14 octubre 2010

Entender a Arnaldur Indridason por Lorenzo Silva


No hay nada malo en llorar

De Arnaldur Indridason pueden decirse muchas cosas y prácticamente todas buenas, en especial en lo que toca a su condición de autor de novelas de intriga criminal y a la medida en que responde a las expectativas del género. Como saben los muchos lectores que ya tiene en España, y los que ha hecho por todo el mundo, se trata de un narrador dotado para la recreación de ambientes y atmósferas, que ha logrado que su Islandia natal, esa isla remota y poco habitada del Atlántico Norte, llegue a convertirse en paraje familiar para nosotros, europeos del sur, lo mismo que para estadounidenses e incluso orientales.

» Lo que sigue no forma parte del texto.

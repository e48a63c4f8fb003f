//! Seekable, random-access token stream.
//!
//! Wraps the eagerly scanned token list with a cursor. The cursor always
//! satisfies `0 <= key() <= count()`; it is [`valid`](TokenStream::valid)
//! while it points at a token.
//!
//! Navigation follows the host tokenizer wrapper the rewriting pipeline was
//! designed around: [`next`](TokenStream::next) moves first and then reports
//! the token it landed on, and the `*_until` variants return every text they
//! walked over, including the token they stopped at.

use std::ops::{Index, Range};

use tracing::trace;

use crate::error::LexError;
use crate::kind::{Bracket, TokenKind};
use crate::scanner::{Mode, Scanner};
use crate::Token;

/// Token stream with a cursor.
#[derive(Clone, Debug)]
pub struct TokenStream {
    tokens: Vec<Token>,
    pos: usize,
}

impl TokenStream {
    /// Tokenize a whole file. Content before the first open tag is inline HTML.
    pub fn new(source: &str) -> Self {
        Self::scan(source, Mode::Html)
    }

    /// Tokenize a fragment that is already inside `<?php ... ?>`.
    pub fn from_code(code: &str) -> Self {
        Self::scan(code, Mode::Php)
    }

    fn scan(source: &str, mode: Mode) -> Self {
        let tokens: Vec<Token> = Scanner::new(source, mode).collect();
        trace!(count = tokens.len(), bytes = source.len(), "tokenized");
        TokenStream { tokens, pos: 0 }
    }

    /// Number of tokens.
    #[inline]
    pub fn count(&self) -> usize {
        self.tokens.len()
    }

    /// Current cursor index.
    #[inline]
    pub fn key(&self) -> usize {
        self.pos
    }

    /// Whether the cursor points at a token.
    #[inline]
    pub fn valid(&self) -> bool {
        self.pos < self.tokens.len()
    }

    /// Move the cursor to `index`, clamped to `count()`.
    pub fn seek(&mut self, index: usize) {
        self.pos = index.min(self.tokens.len());
    }

    /// Move the cursor back to the first token.
    pub fn rewind(&mut self) {
        self.pos = 0;
    }

    /// Text of the current token.
    #[inline]
    pub fn current(&self) -> Option<&str> {
        self.current_token().map(Token::text)
    }

    /// Current token with kind and line.
    #[inline]
    pub fn current_token(&self) -> Option<&Token> {
        self.tokens.get(self.pos)
    }

    /// Kind of the current token.
    #[inline]
    pub fn current_kind(&self) -> Option<TokenKind> {
        self.current_token().map(Token::kind)
    }

    /// Token at `index`, if any.
    #[inline]
    pub fn get(&self, index: usize) -> Option<&Token> {
        self.tokens.get(index)
    }

    /// All tokens.
    #[inline]
    pub fn tokens(&self) -> &[Token] {
        &self.tokens
    }

    /// Advance one token and return the text of the token landed on.
    ///
    /// Returns `None` once the cursor moves past the last token.
    pub fn next(&mut self) -> Option<&str> {
        if self.pos < self.tokens.len() {
            self.pos += 1;
        }
        self.current()
    }

    /// Advance until a token of one of `kinds`, returning the text walked over.
    ///
    /// The returned text starts with the token after the current one and
    /// ends with the matching token, on which the cursor rests. When no
    /// such token exists the cursor is left where it was and `None` is
    /// returned.
    pub fn next_until(&mut self, kinds: &[TokenKind]) -> Option<String> {
        let start = self.pos;
        let mut text = String::new();
        let mut i = start + 1;
        while let Some(token) = self.tokens.get(i) {
            text.push_str(token.text());
            if kinds.contains(&token.kind()) {
                self.pos = i;
                return Some(text);
            }
            i += 1;
        }
        None
    }

    /// Step back one token and return the text of the token landed on.
    ///
    /// Returns `None` (leaving the cursor in place) at the first token.
    pub fn prev(&mut self) -> Option<&str> {
        if self.pos == 0 {
            return None;
        }
        self.pos -= 1;
        self.current()
    }

    /// Step back until a token of one of `kinds`, returning the text walked
    /// over in source order.
    ///
    /// Symmetric to [`next_until`](Self::next_until): the text runs from the
    /// matching token up to, but excluding, the current one.
    pub fn prev_until(&mut self, kinds: &[TokenKind]) -> Option<String> {
        let mut i = self.pos;
        let mut parts = Vec::new();
        while i > 0 {
            i -= 1;
            let token = &self.tokens[i];
            parts.push(token.text());
            if kinds.contains(&token.kind()) {
                self.pos = i;
                return Some(parts.iter().rev().copied().collect());
            }
        }
        None
    }

    /// Extract a bracketed span.
    ///
    /// The current token must be the opening delimiter of `bracket`. Returns
    /// the source text from it through the depth-balanced closing delimiter
    /// and leaves the cursor on the closing delimiter. Strings and comments
    /// are single tokens, so delimiters inside them never count.
    ///
    /// On failure the cursor is restored.
    pub fn next_matching_bracket(&mut self, bracket: Bracket) -> Result<String, LexError> {
        let start = self.pos;
        let Some(open) = self.current_token().filter(|t| t.is(bracket.open())) else {
            return Err(LexError::NotAtBracket {
                expected: bracket,
                index: start,
                found: self.current().map(str::to_string),
            });
        };
        let line = open.line();

        let mut depth = 0usize;
        let mut text = String::new();
        let mut i = start;
        while let Some(token) = self.tokens.get(i) {
            text.push_str(token.text());
            if token.is(bracket.open()) {
                depth += 1;
            } else if token.is(bracket.close()) {
                depth -= 1;
                if depth == 0 {
                    self.pos = i;
                    return Ok(text);
                }
            }
            i += 1;
        }
        trace!(%bracket, line, "bracket never closed");
        Err(LexError::UnbalancedBracket {
            open: bracket,
            line,
        })
    }

    /// Concatenated text of the tokens in `range`.
    pub fn text(&self, range: Range<usize>) -> String {
        let end = range.end.min(self.tokens.len());
        let start = range.start.min(end);
        self.tokens[start..end].iter().map(Token::text).collect()
    }

    /// Index of the first non-trivia token at or after `from`.
    pub fn next_significant(&self, from: usize) -> Option<usize> {
        (from..self.tokens.len()).find(|&i| !self.tokens[i].kind().is_trivia())
    }

    /// Index of the last non-trivia token strictly before `before`.
    pub fn prev_significant(&self, before: usize) -> Option<usize> {
        (0..before.min(self.tokens.len()))
            .rev()
            .find(|&i| !self.tokens[i].kind().is_trivia())
    }
}

impl Index<usize> for TokenStream {
    type Output = Token;

    fn index(&self, index: usize) -> &Token {
        &self.tokens[index]
    }
}

impl<'a> IntoIterator for &'a TokenStream {
    type Item = &'a Token;
    type IntoIter = std::slice::Iter<'a, Token>;

    fn into_iter(self) -> Self::IntoIter {
        self.tokens.iter()
    }
}
//! Line-annotated tree dump for parser fixtures.
//!
//! One row per source line:
//!
//! ```text
//! #1     [           F,c           ] <?php
//! #2     [          F,N,c          ] namespace App;
//! ```
//!
//! The bracketed column lists the kind abbreviation of every node whose
//! extent overlaps the line, outermost first. Inline HTML shows as `h`.

use jit_ir::NodeTree;

use crate::{parse_with, ParseError, ParseOptions};

/// Parse `source` and render the annotated dump.
pub fn debug(source: &str) -> Result<String, ParseError> {
    let tree = parse_with(source, &ParseOptions::default().with_line_content(true))?;
    Ok(render(&tree))
}

pub(crate) fn render(tree: &NodeTree) -> String {
    let mut out = String::new();
    for (line, content) in &tree[tree.root()].lines.content {
        let kinds: Vec<String> = content
            .nodes
            .iter()
            .map(|&id| tree[id].abbr().to_string())
            .collect();
        out.push_str(&format!(
            "#{line:<6}[{:^25}] {}\n",
            kinds.join(","),
            content.body
        ));
    }
    out
}

#[cfg(test)]
mod tests {
    use super::*;
    use pretty_assertions::assert_eq;

    #[test]
    fn rows_per_line() {
        let out = debug("<?php\nfunction f() {\n    return 1;\n}\n").unwrap_or_default();
        let rows: Vec<&str> = out.lines().collect();
        assert_eq!(rows.len(), 4);
        assert_eq!(rows[0], format!("#1     [{:^25}] <?php", "F,c"));
        assert_eq!(rows[1], format!("#2     [{:^25}] function f() {{", "F,f"));
        assert_eq!(rows[2], format!("#3     [{:^25}]     return 1;", "F,f,c"));
        assert_eq!(rows[3], format!("#4     [{:^25}] }}", "F,f"));
    }

    #[test]
    fn literal_and_html_abbreviations() {
        let out = debug("<p>\n<?php // hi\n$a = 'x';").unwrap_or_default();
        let rows: Vec<&str> = out.lines().collect();
        assert!(rows[0].contains(&format!("[{:^25}]", "F,h")));
        assert!(rows[1].contains(&format!("[{:^25}]", "F,c,#")));
        assert!(rows[2].contains(&format!("[{:^25}]", "F,c,s,c")));
    }

    #[test]
    fn unbalanced_input_is_an_error() {
        assert!(debug("<?php class A {").is_err());
    }
}
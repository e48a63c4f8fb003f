//! Patch errors.

use thiserror::Error;

#[derive(Error, Debug, Clone, PartialEq, Eq)]
pub enum PatchError {
    /// The name cannot be redirected without changing what it does, e.g.
    /// builtins that inspect the calling frame (`func_get_args`,
    /// `compact`).
    #[error("`{name}` cannot be patched")]
    UnsupportedPatchTarget { name: String },
}
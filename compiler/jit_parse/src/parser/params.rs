//! Parameter list splitting.

use jit_ir::Param;
use jit_lexer::{TokenKind, TokenStream};

/// Split the parameters between the parentheses at `open` and `close`.
///
/// Commas only separate parameters at nesting depth zero, so defaults like
/// `[1, 2]` or `foo(1, 2)` stay whole. Each parameter contributes its
/// variable token and the trimmed text after a top-level `=`. Segments
/// without a variable (a trailing comma) are skipped.
pub(super) fn split_params(stream: &TokenStream, open: usize, close: usize) -> Vec<Param> {
    let mut params = Vec::new();
    let mut depth = 0u32;
    let mut start = open + 1;
    for i in open + 1..=close {
        let kind = stream[i].kind();
        match kind {
            TokenKind::OpenParen | TokenKind::OpenBracket | TokenKind::OpenBrace => depth += 1,
            TokenKind::CloseParen | TokenKind::CloseBracket | TokenKind::CloseBrace
                if i != close =>
            {
                depth = depth.saturating_sub(1);
            }
            _ => {}
        }
        let ends_segment = i == close || (kind == TokenKind::Comma && depth == 0);
        if ends_segment {
            if let Some(param) = param(stream, start, i) {
                params.push(param);
            }
            start = i + 1;
        }
    }
    params
}

/// One parameter from the tokens in `start..end`.
fn param(stream: &TokenStream, start: usize, end: usize) -> Option<Param> {
    let mut depth = 0u32;
    let mut name = None;
    for i in start..end {
        match stream[i].kind() {
            TokenKind::OpenParen | TokenKind::OpenBracket | TokenKind::OpenBrace => depth += 1,
            TokenKind::CloseParen | TokenKind::CloseBracket | TokenKind::CloseBrace => {
                depth = depth.saturating_sub(1);
            }
            TokenKind::Variable if depth == 0 && name.is_none() => {
                name = Some(stream[i].text().to_string());
            }
            TokenKind::Assign if depth == 0 => {
                if let Some(name) = name.take() {
                    return Some(Param {
                        name,
                        default: stream.text(i + 1..end).trim().to_string(),
                    });
                }
            }
            _ => {}
        }
    }
    name.map(|name| Param {
        name,
        default: String::new(),
    })
}
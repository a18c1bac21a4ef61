//! MQTT broker listeners
//!
//! - [`connection`] - client options, connection state and retry schedule
//! - [`message_handler`] - routing of raw rumqttc events
//! - [`listener`] - the event loop task of one broker
//!
//! ```rust,no_run
//! use mqtt_http_bridge::config::BridgeConfig;
//! use mqtt_http_bridge::processor::Processor;
//! use mqtt_http_bridge::transport::mqtt::spawn_listeners;
//! use std::sync::Arc;
//!
//! # fn run(config: BridgeConfig, processor: Arc<Processor>) -> Result<(), Box<dyn std::error::Error>> {
//! let (shutdown_tx, shutdown_rx) = tokio::sync::watch::channel(false);
//! let listeners = spawn_listeners(&config.brokers, &processor, &shutdown_rx)?;
//! // ...
//! shutdown_tx.send(true)?;
//! # drop(listeners);
//! # Ok(())
//! # }
//! ```

pub mod connection;
pub mod listener;
pub mod message_handler;

pub use connection::{ConnectionState, MqttError, ReconnectConfig};
pub use listener::{spawn_listeners, MqttListener};
pub use message_handler::{EventRoute, MessageHandler};
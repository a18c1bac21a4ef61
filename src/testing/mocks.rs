//! Mock implementations for testing

use crate::publisher::Publisher;
use crate::subscription::Subscription;
use async_trait::async_trait;
use bytes::Bytes;
use std::sync::Arc;
use std::time::Duration;
use tokio::sync::{Mutex, Notify};

/// A webhook handed to [`RecordingPublisher`]
#[derive(Debug, Clone, PartialEq)]
pub struct PublishedWebhook {
    pub body: Bytes,
    pub subscription: Subscription,
}

impl PublishedWebhook {
    pub fn body_text(&self) -> String {
        String::from_utf8_lossy(&self.body).into_owned()
    }
}

/// Publisher that records every call instead of sending HTTP requests
#[derive(Debug, Default, Clone)]
pub struct RecordingPublisher {
    published: Arc<Mutex<Vec<PublishedWebhook>>>,
    notify: Arc<Notify>,
}

impl RecordingPublisher {
    pub fn new() -> Self {
        Self::default()
    }

    pub async fn get_published(&self) -> Vec<PublishedWebhook> {
        self.published.lock().await.clone()
    }

    pub async fn clear_history(&self) {
        self.published.lock().await.clear();
    }

    /// Wait until at least `count` webhooks were recorded, or `timeout` elapses.
    /// Returns whatever was recorded.
    pub async fn wait_for(&self, count: usize, timeout: Duration) -> Vec<PublishedWebhook> {
        let deadline = tokio::time::Instant::now() + timeout;
        loop {
            let notified = self.notify.notified();
            {
                let published = self.published.lock().await;
                if published.len() >= count {
                    return published.clone();
                }
            }
            if tokio::time::timeout_at(deadline, notified).await.is_err() {
                return self.get_published().await;
            }
        }
    }
}

#[async_trait]
impl Publisher for RecordingPublisher {
    async fn publish(&self, body: Bytes, subscription: Subscription) {
        self.published
            .lock()
            .await
            .push(PublishedWebhook { body, subscription });
        self.notify.notify_waiters();
    }
}

#[cfg(test)]
mod tests {
    use super::*;

    #[tokio::test]
    async fn test_recording_publisher_records_calls() {
        let publisher = RecordingPublisher::new();
        let sub = Subscription {
            id: "abc".into(),
            ..Default::default()
        };
        publisher.publish(Bytes::from_static(b"hello"), sub).await;

        let published = publisher.get_published().await;
        assert_eq!(published.len(), 1);
        assert_eq!(published[0].body_text(), "hello");
        assert_eq!(published[0].subscription.id, "abc");

        publisher.clear_history().await;
        assert!(publisher.get_published().await.is_empty());
    }

    #[tokio::test]
    async fn test_wait_for_returns_on_timeout() {
        let publisher = RecordingPublisher::new();
        let published = publisher.wait_for(1, Duration::from_millis(20)).await;
        assert!(published.is_empty());
    }

    #[tokio::test]
    async fn test_wait_for_wakes_on_publish() {
        let publisher = RecordingPublisher::new();
        let waiter = {
            let publisher = publisher.clone();
            tokio::spawn(async move { publisher.wait_for(1, Duration::from_secs(5)).await })
        };
        publisher
            .publish(Bytes::from_static(b"x"), Subscription::default())
            .await;
        assert_eq!(waiter.await.unwrap().len(), 1);
    }
}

Es también Indridason un creador de tipos novelescos sólidos y persuasivos, como su inefable investigador Erlendur o sus ayudantes, la eficaz Elínborg y el meticuloso Sigurdur Óli. A todos ellos, y a los demás que se cruzan en sus pesquisas, los conocemos a través de las precisas informaciones que nos facilitan sus siempre cuidados y sugerentes diálogos, una de las bazas fuertes del autor. No flaquea tampoco el novelista islandés en el manejo de la intriga, la dosificación del interés y el siempre arduo arte de mantener al lector prendido a la historia. Y también ha de reconocérsele una especial intuición a la hora de escoger para sus relatos asuntos que ayudan a trascender la mera anécdota o el simple entretenimiento, erigiéndose en símbolos de hondas facetas de lo humano (el mal, la culpa, la expiación, la venganza, la justicia y sus regiones intermedias).

Todo ello contribuye a hacer su literatura universalmente inteligible y atractiva, y explica en buena medida el éxito que le ha sonreído hasta aquí y que le ha llevado a tantos lectores y lenguas.

Pero hay en Indridasson algo más profundo todavía, algo que tiene que ver con esas zonas de misterio insoluble donde los sentimientos y las ideas se vuelven trémulos e inciertos y, por tanto, singularmente cruciales y reveladores. De esa delicada sustancia están hechos momentos como ese pasaje memorable de una de sus novelas, La voz, donde Erlendur, que ha ido a investigar el asesinato en navidad del portero de un hotel, decide de pronto alojarse en él para pasar en ese entorno impersonal las fiestas. Allí va a visitarle su hija Eva Lind, de la que ha vivido mucho tiempo separado, y que atraviesa su propio tormento tratando de zafarse de las drogas.

Cuando la hija (a la que acaban echando los empleados porque creen que es una prostituta que él se ha subido a la habitación) le pregunta a Erlendur qué hace en un hotel en navidad, el inspector responde: "No sé muy bien lo que estoy haciendo". A través de los ojos de su héroe, Indridason nos revela nuestra incomprensión profunda de las cosas; incluso, o sobre todo, las más repetidas y rituarias.

Este Erlendur es el mismo que mirando a su hija postrada en el hospital, después de perder un bebé, la invita a mostrar sus emociones: "No hay nada malo en llorar". Una versión, tan original como conmovedora, de ese hombre que camina por calles ruines sin ser ruin él mismo que un lejano día imaginara en California el maestro Raymond Chandler. Islandia no es California, ni Erlendur las rinde a todas con su planta ni a todos con sus puños. Pero es de la estirpe. Uno de los nuestros.